What needs to be done ▸ The answer must be a single number, namely how many lines in the entries below contain the string "chars".

[Extracted data entries]

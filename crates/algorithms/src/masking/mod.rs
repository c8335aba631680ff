//! Cloud and quality masking of optical scenes
//!
//! Each scene is masked with exactly one of two strategies, picked by band
//! presence:
//! - **Bitmask**: the scene carries a QA band (`QA60`); a pixel is valid
//!   when the cloud and cirrus bits are clear
//! - **Classification**: otherwise the scene-classification band (`SCL`)
//!   is used; a pixel is valid when its class is in the accepted set
//!
//! The mask is applied uniformly to every retained optical band, which is
//! also rescaled from digital numbers to reflectance.

mod strategy;

pub use strategy::{select_strategy, MaskStrategy};

use crate::maybe_rayon::*;
use ndarray::Array2;
use serde::{Deserialize, Serialize};
use std::collections::BTreeSet;
use verdure_core::image::RasterImage;
use verdure_core::raster::{MaskedRaster, PixelMask};
use verdure_core::{Algorithm, Error, Result};

/// Parameters for cloud masking
#[derive(Debug, Clone, PartialEq, Serialize, Deserialize)]
#[serde(default)]
pub struct CloudMaskParams {
    /// Name of the QA bitmask band
    pub qa_band: String,
    /// Bit positions that flag an unusable pixel (cloud = 10, cirrus = 11)
    pub qa_bits: Vec<u32>,
    /// Name of the scene-classification band
    pub classification_band: String,
    /// Classes accepted as clear (vegetation, bare soil, water, unclassified)
    pub valid_classes: BTreeSet<u16>,
    /// Digital numbers are divided by this to give reflectance
    pub scale_factor: f64,
    /// Optical bands are named with this prefix followed by a band number
    pub optical_prefix: String,
}

impl Default for CloudMaskParams {
    fn default() -> Self {
        Self {
            qa_band: "QA60".to_string(),
            qa_bits: vec![10, 11],
            classification_band: "SCL".to_string(),
            valid_classes: [4, 5, 6, 7].into_iter().collect(),
            scale_factor: 10_000.0,
            optical_prefix: "B".to_string(),
        }
    }
}

impl CloudMaskParams {
    pub fn validate(&self) -> Result<()> {
        if let Some(&bit) = self.qa_bits.iter().find(|&&b| b >= 16) {
            return Err(Error::InvalidParameter {
                name: "qa_bits",
                value: bit.to_string(),
                reason: "QA bands are 16-bit; positions must be below 16".into(),
            });
        }
        if self.valid_classes.is_empty() {
            return Err(Error::InvalidParameter {
                name: "valid_classes",
                value: "[]".into(),
                reason: "at least one class must be accepted".into(),
            });
        }
        if !self.scale_factor.is_finite() || self.scale_factor <= 0.0 {
            return Err(Error::InvalidParameter {
                name: "scale_factor",
                value: self.scale_factor.to_string(),
                reason: "must be a positive number".into(),
            });
        }
        Ok(())
    }
}

/// Cloud masking algorithm
#[derive(Debug, Clone, Default)]
pub struct CloudMask;

impl Algorithm for CloudMask {
    type Input = RasterImage;
    type Output = RasterImage;
    type Params = CloudMaskParams;
    type Error = Error;

    fn name(&self) -> &'static str {
        "CloudMask"
    }

    fn description(&self) -> &'static str {
        "QA bitmask or scene-classification cloud masking with reflectance scaling"
    }

    fn execute(&self, input: Self::Input, params: Self::Params) -> Result<Self::Output> {
        mask_clouds(&input, &params)
    }
}

/// Mask a scene with the strategy its bands call for
pub fn mask_clouds(image: &RasterImage, params: &CloudMaskParams) -> Result<RasterImage> {
    let strategy = select_strategy(image, params);
    mask_with_strategy(image, &strategy, params)
}

/// Mask a scene with an explicit strategy.
///
/// Returns a new image holding only the optical bands, rescaled to
/// reflectance, with every pixel the strategy rejects marked invalid. The
/// timestamp and id are carried over unchanged.
///
/// # Errors
/// `MissingBand` when the strategy's band is absent from the image.
pub fn mask_with_strategy(
    image: &RasterImage,
    strategy: &MaskStrategy,
    params: &CloudMaskParams,
) -> Result<RasterImage> {
    let quality = image
        .band(strategy.band_name())
        .ok_or_else(|| Error::missing_band(image.id(), strategy.band_name()))?;
    let mask = clear_sky_mask(quality, strategy)?;
    let factor = params.scale_factor;

    let mut out = RasterImage::new(image.id(), image.timestamp());
    for band in image.bands() {
        if !is_optical_band(band.name(), &params.optical_prefix) {
            continue;
        }
        let scaled = band.data().with_mask(&mask)?.map_valid(|dn| dn / factor);
        out = out.with_band(band.name(), scaled)?;
    }

    tracing::debug!(
        image = image.id(),
        strategy = strategy.label(),
        clear = mask.count_valid(),
        bands = out.band_count(),
        "masked scene"
    );
    Ok(out)
}

/// Per-pixel clear-sky mask from the strategy's quality band. A pixel whose
/// quality sample is itself invalid is rejected.
pub fn clear_sky_mask(quality: &MaskedRaster, strategy: &MaskStrategy) -> Result<PixelMask> {
    let (rows, cols) = quality.shape();
    let values = quality.values();
    let valid = quality.mask();

    let flags: Vec<bool> = (0..rows)
        .into_par_iter()
        .flat_map(|row| {
            let mut row_flags = vec![false; cols];
            for (col, flag) in row_flags.iter_mut().enumerate() {
                if !valid.is_valid(row, col) {
                    continue;
                }
                let q = unsafe { values.get_unchecked(row, col) };
                *flag = strategy.accepts(q);
            }
            row_flags
        })
        .collect();

    let array = Array2::from_shape_vec((rows, cols), flags).map_err(|e| Error::Other(e.to_string()))?;
    Ok(PixelMask::from_array(array))
}

/// Whether `name` follows the optical band convention: `prefix` followed by
/// a band number and an optional letter suffix (`B4`, `B8A`, `B11`)
pub fn is_optical_band(name: &str, prefix: &str) -> bool {
    let Some(rest) = name.strip_prefix(prefix) else {
        return false;
    };
    let digits = rest.chars().take_while(char::is_ascii_digit).count();
    digits > 0 && rest[digits..].chars().all(|c| c.is_ascii_uppercase())
}

#[cfg(test)]
mod tests {
    use super::*;
    use chrono::{TimeZone, Utc};
    use verdure_core::raster::{GeoTransform, Raster};

    fn band(values: Vec<f64>) -> MaskedRaster {
        let n = values.len();
        let mut r = Raster::from_vec(values, 1, n).unwrap();
        r.set_transform(GeoTransform::new(48.2, 31.0, 0.0001, -0.0001));
        MaskedRaster::from_values(r)
    }

    fn scene() -> RasterImage {
        RasterImage::new("s", Utc.with_ymd_and_hms(2024, 3, 5, 7, 0, 0).unwrap())
    }

    #[test]
    fn optical_band_names() {
        assert!(is_optical_band("B4", "B"));
        assert!(is_optical_band("B8A", "B"));
        assert!(is_optical_band("B11", "B"));
        assert!(!is_optical_band("B", "B"));
        assert!(!is_optical_band("Blue", "B"));
        assert!(!is_optical_band("QA60", "B"));
        assert!(!is_optical_band("SCL", "B"));
        assert!(!is_optical_band("NDVI", "B"));
    }

    #[test]
    fn bitmask_rejects_cloud_and_cirrus() {
        let qa = (1 << 10) as f64;
        let cirrus = (1 << 11) as f64;
        let other_bit = (1 << 3) as f64;
        let img = scene()
            .with_band("B4", band(vec![1000.0, 1000.0, 1000.0, 1000.0]))
            .unwrap()
            .with_band("QA60", band(vec![0.0, qa, cirrus, other_bit]))
            .unwrap()
            .with_band("SCL", band(vec![4.0, 4.0, 4.0, 9.0]))
            .unwrap();

        let out = mask_clouds(&img, &CloudMaskParams::default()).unwrap();
        let red = out.band("B4").unwrap();
        assert_eq!(red.get(0, 0), Some(0.1));
        assert_eq!(red.get(0, 1), None);
        assert_eq!(red.get(0, 2), None);
        // SCL says cloud (9) but the QA path ignores it
        assert_eq!(red.get(0, 3), Some(0.1));
        assert_eq!(out.band_names(), vec!["B4"]);
        assert_eq!(out.timestamp(), img.timestamp());
    }

    #[test]
    fn classification_used_without_qa_band() {
        let img = scene()
            .with_band("B8", band(vec![3000.0, 3000.0, 3000.0, 3000.0, 3000.0]))
            .unwrap()
            .with_band("SCL", band(vec![6.0, 8.0, 4.0, 3.0, 7.0]))
            .unwrap();

        let out = mask_clouds(&img, &CloudMaskParams::default()).unwrap();
        let nir = out.band("B8").unwrap();
        let valid: Vec<bool> = (0..5).map(|c| nir.is_valid(0, c)).collect();
        assert_eq!(valid, vec![true, false, true, false, true]);
    }

    #[test]
    fn invalid_quality_sample_rejects_pixel() {
        let mut qa = Raster::from_vec(vec![0.0, 0.0], 1, 2).unwrap();
        qa.set_transform(GeoTransform::new(48.2, 31.0, 0.0001, -0.0001));
        let qa = MaskedRaster::new(qa, PixelMask::from_fn(1, 2, |_, c| c == 0)).unwrap();
        let img = scene()
            .with_band("B4", band(vec![500.0, 500.0]))
            .unwrap()
            .with_band("QA60", qa)
            .unwrap();

        let out = mask_clouds(&img, &CloudMaskParams::default()).unwrap();
        assert_eq!(out.band("B4").unwrap().valid_count(), 1);
    }

    #[test]
    fn missing_quality_band_is_error() {
        let img = scene().with_band("B4", band(vec![500.0])).unwrap();
        let err = mask_clouds(&img, &CloudMaskParams::default()).unwrap_err();
        assert!(matches!(err, Error::MissingBand { ref band, .. } if band == "SCL"));
    }

    #[test]
    fn source_nodata_stays_invalid_after_scaling() {
        let mut b4 = Raster::from_vec(vec![0.0, 2000.0], 1, 2).unwrap();
        b4.set_transform(GeoTransform::new(48.2, 31.0, 0.0001, -0.0001));
        b4.set_nodata(Some(0.0));
        let img = scene()
            .with_band("B4", MaskedRaster::from_raster(&b4))
            .unwrap()
            .with_band("SCL", band(vec![4.0, 4.0]))
            .unwrap();
        let out = CloudMask.execute_default(img).unwrap();
        let red = out.band("B4").unwrap();
        assert_eq!(red.get(0, 0), None);
        assert_eq!(red.get(0, 1), Some(0.2));
    }

    #[test]
    fn params_validation() {
        assert!(CloudMaskParams::default().validate().is_ok());
        let bad_bits = CloudMaskParams {
            qa_bits: vec![16],
            ..Default::default()
        };
        assert!(bad_bits.validate().is_err());
        let no_classes = CloudMaskParams {
            valid_classes: BTreeSet::new(),
            ..Default::default()
        };
        assert!(no_classes.validate().is_err());
    }
}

Answer section ▸ 2